[Records provided Boundary: Start]

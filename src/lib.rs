//! Twentyfour - a solver for the 24 Game
//!
//! Given four numbers, this library enumerates every distinct way to reach
//! 24 from them using +, -, * and / with full parenthesization. Solutions
//! are returned as human-readable derivation traces, one equation step per
//! combine operation.

pub mod combine;
pub mod search;
pub mod solver;
pub mod utils;

// Re-export the main public API
pub use combine::PairCombiner;
pub use solver::{GameSolver, SolverError};
pub use utils::{UtilsError, validate_numbers};

/// Find every distinct derivation of 24 from the given numbers
///
/// This is a convenience function that validates the input and runs a
/// fresh solver over it.
///
/// # Arguments
///
/// * `numbers` - exactly four finite numbers
///
/// # Returns
///
/// * `Ok(solutions)` - every distinct derivation trace, in discovery order;
///   an empty list means no combination reaches 24
/// * `Err(SolverError)` - if the input is not exactly four finite numbers
///
/// # Errors
///
/// This function will return an error if:
/// * The slice does not hold exactly four numbers
/// * Any of the numbers is NaN or infinite
///
/// # Examples
///
/// ```
/// use twentyfour::solve;
///
/// match solve(&[2.0, 3.0, 4.0, 8.0]) {
///     Ok(solutions) if solutions.is_empty() => println!("No solution"),
///     Ok(solutions) => println!("Found {} solutions", solutions.len()),
///     Err(e) => println!("Error: {}", e),
/// }
/// ```
pub fn solve(numbers: &[f64]) -> Result<Vec<String>, SolverError> {
    validate_numbers(numbers)?;

    let mut solver = GameSolver::new();
    Ok(solver.solve([numbers[0], numbers[1], numbers[2], numbers[3]]))
}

[Records provided Boundary: End]

- Task instructions
Every line of the listing that includes the word "println" belongs in the answer.

- Answer to this task
///     Ok(solutions) if solutions.is_empty() => println!("No solution"),
///     Ok(solutions) => println!("Found {} solutions", solutions.len()),
///     Err(e) => println!("Error: {}", e),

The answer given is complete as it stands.